Tasslehoff, que observaba muy atento al guerrero, vio que éste señalaba al guardián con un rápido y disimulado gesto de la mano derecha. Reconociendo la señal de ataque, se preparó para la acción y comprobó que también Tika tensaba sus músculos. Un goblin y dos centinelas no suponían una gran dificultad; se habían enfrentado a situaciones más apuradas.

Los draconianos lanzaron una inquisitiva mirada al carcelero, que pareció titubear. Tas imaginó qué pensamientos surcaban la espesa mente de la criatura: si aquel corpulento oficial era en verdad un amigo personal de la Dama Oscura, la dignataria castigaría de forma implacable a un celador que permitía el asesinato de su protegido en una de las celdas a él asignadas.

—Voy a buscar las llaves —anunció el goblin antes de alejarse por el pasillo.

Los draconianos empezaron a conversar en su lengua, sin duda intercambiando severos comentarios sobre el carcelero. Caramon dirigió una centelleante mirada a Tika y a Tas con la que los incitaba a la lucha, y el kender revolvió en sus bolsas hasta cerrar sus dedos en torno a la empuñadura de su cuchillo. Por supuesto habían registrado sus pertenencias antes de encarcelarle pero, en un esfuerzo por ayudarles, Tasslehoff había manipulado todos sus saquillos —.. y organizado un tal desorden que, tras examinar por cuarta vez el mismo, los guardianes abandonaron la tarea llenos de confusión. Caramon, mientras duraba este proceso, había insistido en que debían permitir a su prisionero conservar tales bienes pues contenían objetos del máximo interés; que la Dama Oscura deseaba inspeccionar a menos, claro, que ellos aceptaran la responsabilidad de...

Tika, por su parte, seguía calmando a Berem con aquella hipnótica voz que al fin logró prender un destello de paz en los febriles y perdidos ojos azules del insondable humano.

En el instante en que el carcelero recogía las llaves de su clavo en el muro y echaba a andar de nuevo por el corredor hacia el calabozo, le detuvo una voz procedente del pie de la escalera.

—¿Qué quieres? —preguntó, irritado y sorprendido por la aparición imprevista de una figura encapuchada en sus dominios.

—Soy Gakhan —se dio a conocer el intruso.

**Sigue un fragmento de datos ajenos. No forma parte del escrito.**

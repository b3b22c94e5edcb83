use std::time::{Duration, SystemTime, UNIX_EPOCH};

use serde::{Deserialize, Serialize};

/// Client-side configuration for talking to the scan engine.
///
/// `db_min_timestamp` and the artificial max timestamp are the two sentinels
/// the split planner falls back to when a query leaves the time range open
/// on one side.
#[derive(Debug, Clone, Serialize, Deserialize)]
pub struct ScanConfig {
    /// Scan-engine channel address, `tcp://host:port` or `ipc:///path`.
    pub engine_url: String,
    /// How many parallel sub-scans one table scan is divided into.
    pub number_of_splits: usize,
    /// Lowest timestamp actually present in the database, used when a query
    /// gives no lower time constraint. 0 when unknown.
    pub db_min_timestamp: u64,
    /// How far past "now" the artificial max timestamp is placed when a query
    /// gives no upper time constraint, in microseconds.
    pub artificial_max_horizon_micros: u64,
    /// Channel send timeout.
    pub send_timeout: Duration,
    /// Channel receive timeout.
    pub recv_timeout: Duration,
}

impl Default for ScanConfig {
    fn default() -> Self {
        Self {
            engine_url: "tcp://localhost:4433".to_string(),
            number_of_splits: 5,
            db_min_timestamp: 0,
            artificial_max_horizon_micros: 10 * 60 * 1_000_000,
            send_timeout: Duration::from_secs(60),
            recv_timeout: Duration::from_secs(60),
        }
    }
}

impl ScanConfig {
    /// Engine-chosen ceiling used in place of an unbounded scan end.
    ///
    /// Deliberately below the true unsigned maximum so the open-ended
    /// remainder can be scanned as one extra sentinel split.
    pub fn artificial_max_timestamp(&self) -> u64 {
        let now_micros = SystemTime::now()
            .duration_since(UNIX_EPOCH)
            .map(|d| d.as_micros() as u64)
            .unwrap_or(0);
        now_micros.saturating_add(self.artificial_max_horizon_micros)
    }
}

#[cfg(test)]
mod tests {
    use super::ScanConfig;

    #[test]
    fn artificial_max_is_ahead_of_now_and_below_unsigned_max() {
        let cfg = ScanConfig::default();
        let art_max = cfg.artificial_max_timestamp();
        assert!(art_max > cfg.db_min_timestamp);
        assert!(art_max < u64::MAX);
    }
}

Interrumpiendo su cháchara en cuanto advirtieron la presencia del recién llegado, los draconianos se pusieron firmes en señal de respeto mientras la faz del goblin asumía unas tonalidades verdosas y las llaves que sostenía en su flácida mano repiqueteaban al entrechocarse. Otros dos guardianes descendieron raudos hasta el pasadizo para situarse a ambos lados del embozado, obedientes a su silenciosa orden.

Tras dejar rezagado al medroso goblin, la figura se aproximó a la reja y permitió así que Tas lo escudriñase. Se trataba de otro draconiano, cubierto con una armadura y una capa negruzca que ocultaba su rostro. El kender se mordió el labio en una repentina frustración pero recapacitó que aún no estaba todo perdido, al menos para un avezado guerrero como Caramon.

El draconiano de la capucha, ignorando al vacilante carcelero que trotaba detrás de él como un perro faldero, asió una de las antorchas que ardían sobre sus pedestales y se apresuró a situarse frente a los compañeros.

—¡Sacadme de este lugar! —repitió Caramon, apartando a Berem de su campo de acción.

Pero el sombrío oficial, en lugar de escuchar las protestas del guerrero, introdujo una mano entre los barrotes y cerró su afilada garra sobre el pectoral de la camisa del Hombre Eterno. Tas miró desesperado a Caramon, Que estaba mortalmente pálido. Aunque ensayó una nueva arremetida, para captar la atención del draconiano, sus esfuerzos resultaron inútiles.